Work item = Reproduce the records in full. Alter nothing.

Task material =

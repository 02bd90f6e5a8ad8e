use chrono::{Duration, NaiveDate};
use log::debug;
use thiserror::Error;

use crate::models::{CourseProgress, DailyEntry};

#[derive(Debug, Error, PartialEq)]
pub enum SeriesError {
    #[error("No valid progress data available")]
    NoData,
}

/// One chart point: slides completed up to and including `date`.
#[derive(Debug, Clone, Copy, PartialEq, Eq)]
pub struct SeriesPoint {
    pub date: NaiveDate,
    pub total: u32,
}

impl SeriesPoint {
    pub fn new(date: NaiveDate, total: u32) -> Self {
        Self { date, total }
    }
}

/// Cumulative progress for one course. Totals are summed while iterating,
/// and `iter` can be called any number of times.
#[derive(Debug, Clone)]
pub struct CumulativeSeries {
    pub name: String,
    pub color: String,
    lead: Option<SeriesPoint>,
    entries: Vec<DailyEntry>,
    fallback: Option<SeriesPoint>,
}

impl CumulativeSeries {
    pub fn iter(&self) -> Points<'_> {
        Points {
            lead: self.lead,
            entries: self.entries.iter(),
            running: 0,
            fallback: self.fallback,
        }
    }

    pub fn len(&self) -> usize {
        self.lead.iter().count() + self.entries.len() + self.fallback.iter().count()
    }

    pub fn is_empty(&self) -> bool {
        self.len() == 0
    }
}

impl<'a> IntoIterator for &'a CumulativeSeries {
    type Item = SeriesPoint;
    type IntoIter = Points<'a>;

    fn into_iter(self) -> Self::IntoIter {
        self.iter()
    }
}

#[derive(Debug, Clone)]
pub struct Points<'a> {
    lead: Option<SeriesPoint>,
    entries: std::slice::Iter<'a, DailyEntry>,
    running: u32,
    fallback: Option<SeriesPoint>,
}

impl Iterator for Points<'_> {
    type Item = SeriesPoint;

    fn next(&mut self) -> Option<SeriesPoint> {
        if let Some(point) = self.lead.take() {
            return Some(point);
        }
        if let Some(entry) = self.entries.next() {
            self.running = self.running.saturating_add(entry.slides);
            return Some(SeriesPoint::new(entry.date, self.running));
        }
        self.fallback.take()
    }

    fn size_hint(&self) -> (usize, Option<usize>) {
        let n = self.lead.iter().count() + self.entries.len() + self.fallback.iter().count();
        (n, Some(n))
    }
}

impl ExactSizeIterator for Points<'_> {}

/// Build the chart line for a course.
///
/// The log is sorted by date and prefix-summed. A course with no log but
/// some initial credit gets a single point at `today`. Any line that would
/// be a single point gets a zero point the day before so it draws as a
/// segment.
pub fn build_cumulative_series(course: &CourseProgress, today: NaiveDate) -> CumulativeSeries {
    let mut entries = course.daily_progress.clone();
    entries.sort_by_key(|e| e.date);

    let mut fallback = None;
    if entries.is_empty() && course.initial_completed > 0 {
        fallback = Some(SeriesPoint::new(today, course.initial_completed));
    }

    let only_date = match (entries.as_slice(), fallback) {
        ([single], None) => Some(single.date),
        ([], Some(point)) => Some(point.date),
        _ => None,
    };
    let lead = only_date.map(|d| SeriesPoint::new(d - Duration::days(1), 0));

    CumulativeSeries {
        name: course.name.clone(),
        color: course.color.clone(),
        lead,
        entries,
        fallback,
    }
}

/// Shared y-axis ceiling: the largest course total.
pub fn series_domain_max(courses: &[CourseProgress]) -> u32 {
    courses.iter().map(|c| c.total_slides).max().unwrap_or(0)
}

/// Everything a renderer needs to draw the trend chart.
#[derive(Debug, Clone)]
pub struct ChartData {
    pub series: Vec<CumulativeSeries>,
    pub y_max: u32,
}

impl ChartData {
    /// Earliest and latest dates across every series.
    pub fn date_range(&self) -> Option<(NaiveDate, NaiveDate)> {
        let mut dates = self.series.iter().flat_map(|s| s.iter()).map(|p| p.date);
        let first = dates.next()?;
        Some(dates.fold((first, first), |(lo, hi), d| (lo.min(d), hi.max(d))))
    }
}

/// Build every course's series, or report that there is nothing to plot.
pub fn build_chart(courses: &[CourseProgress], today: NaiveDate) -> Result<ChartData, SeriesError> {
    let series: Vec<CumulativeSeries> = courses
        .iter()
        .map(|c| build_cumulative_series(c, today))
        .collect();
    let y_max = series_domain_max(courses);

    if y_max == 0 || series.iter().all(CumulativeSeries::is_empty) {
        debug!("Nothing to chart for {} courses", courses.len());
        return Err(SeriesError::NoData);
    }
    Ok(ChartData { series, y_max })
}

Result =
repository 02bd90f6e5a8ad8e
use chrono::{Duration, NaiveDate};
use log::debug;
use thiserror::Error;

use crate::models::{CourseProgress, DailyEntry};

#[derive(Debug, Error, PartialEq)]
pub enum SeriesError {
    #[error("No valid progress data available")]
    NoData,
}

/// One chart point: slides completed up to and including `date`.
#[derive(Debug, Clone, Copy, PartialEq, Eq)]
pub struct SeriesPoint {
    pub date: NaiveDate,
    pub total: u32,
}

impl SeriesPoint {
    pub fn new(date: NaiveDate, total: u32) -> Self {
        Self { date, total }
    }
}

/// Cumulative progress for one course. Totals are summed while iterating,
/// and `iter` can be called any number of times.
#[derive(Debug, Clone)]
pub struct CumulativeSeries {
    pub name: String,
    pub color: String,
    lead: Option<SeriesPoint>,
    entries: Vec<DailyEntry>,
    fallback: Option<SeriesPoint>,
}

impl CumulativeSeries {
    pub fn iter(&self) -> Points<'_> {
        Points {
            lead: self.lead,
            entries: self.entries.iter(),
            running: 0,
            fallback: self.fallback,
        }
    }

    pub fn len(&self) -> usize {
        self.lead.iter().count() + self.entries.len() + self.fallback.iter().count()
    }

    pub fn is_empty(&self) -> bool {
        self.len() == 0
    }
}

impl<'a> IntoIterator for &'a CumulativeSeries {
    type Item = SeriesPoint;
    type IntoIter = Points<'a>;

    fn into_iter(self) -> Self::IntoIter {
        self.iter()
    }
}

#[derive(Debug, Clone)]
pub struct Points<'a> {
    lead: Option<SeriesPoint>,
    entries: std::slice::Iter<'a, DailyEntry>,
    running: u32,
    fallback: Option<SeriesPoint>,
}

impl Iterator for Points<'_> {
    type Item = SeriesPoint;

    fn next(&mut self) -> Option<SeriesPoint> {
        if let Some(point) = self.lead.take() {
            return Some(point);
        }
        if let Some(entry) = self.entries.next() {
            self.running = self.running.saturating_add(entry.slides);
            return Some(SeriesPoint::new(entry.date, self.running));
        }
        self.fallback.take()
    }

    fn size_hint(&self) -> (usize, Option<usize>) {
        let n = self.lead.iter().count() + self.entries.len() + self.fallback.iter().count();
        (n, Some(n))
    }
}

impl ExactSizeIterator for Points<'_> {}

/// Build the chart line for a course.
///
/// The log is sorted by date and prefix-summed. A course with no log but
/// some initial credit gets a single point at `today`. Any line that would
/// be a single point gets a zero point the day before so it draws as a
/// segment.
pub fn build_cumulative_series(course: &CourseProgress, today: NaiveDate) -> CumulativeSeries {
    let mut entries = course.daily_progress.clone();
    entries.sort_by_key(|e| e.date);

    let mut fallback = None;
    if entries.is_empty() && course.initial_completed > 0 {
        fallback = Some(SeriesPoint::new(today, course.initial_completed));
    }

    let only_date = match (entries.as_slice(), fallback) {
        ([single], None) => Some(single.date),
        ([], Some(point)) => Some(point.date),
        _ => None,
    };
    let lead = only_date.map(|d| SeriesPoint::new(d - Duration::days(1), 0));

    CumulativeSeries {
        name: course.name.clone(),
        color: course.color.clone(),
        lead,
        entries,
        fallback,
    }
}

/// Shared y-axis ceiling: the largest course total.
pub fn series_domain_max(courses: &[CourseProgress]) -> u32 {
    courses.iter().map(|c| c.total_slides).max().unwrap_or(0)
}

/// Everything a renderer needs to draw the trend chart.
#[derive(Debug, Clone)]
pub struct ChartData {
    pub series: Vec<CumulativeSeries>,
    pub y_max: u32,
}

impl ChartData {
    /// Earliest and latest dates across every series.
    pub fn date_range(&self) -> Option<(NaiveDate, NaiveDate)> {
        let mut dates = self.series.iter().flat_map(|s| s.iter()).map(|p| p.date);
        let first = dates.next()?;
        Some(dates.fold((first, first), |(lo, hi), d| (lo.min(d), hi.max(d))))
    }
}

/// Build every course's series, or report that there is nothing to plot.
pub fn build_chart(courses: &[CourseProgress], today: NaiveDate) -> Result<ChartData, SeriesError> {
    let series: Vec<CumulativeSeries> = courses
        .iter()
        .map(|c| build_cumulative_series(c, today))
        .collect();
    let y_max = series_domain_max(courses);

    if y_max == 0 || series.iter().all(CumulativeSeries::is_empty) {
        debug!("Nothing to chart for {} courses", courses.len());
        return Err(SeriesError::NoData);
    }
    Ok(ChartData { series, y_max })
}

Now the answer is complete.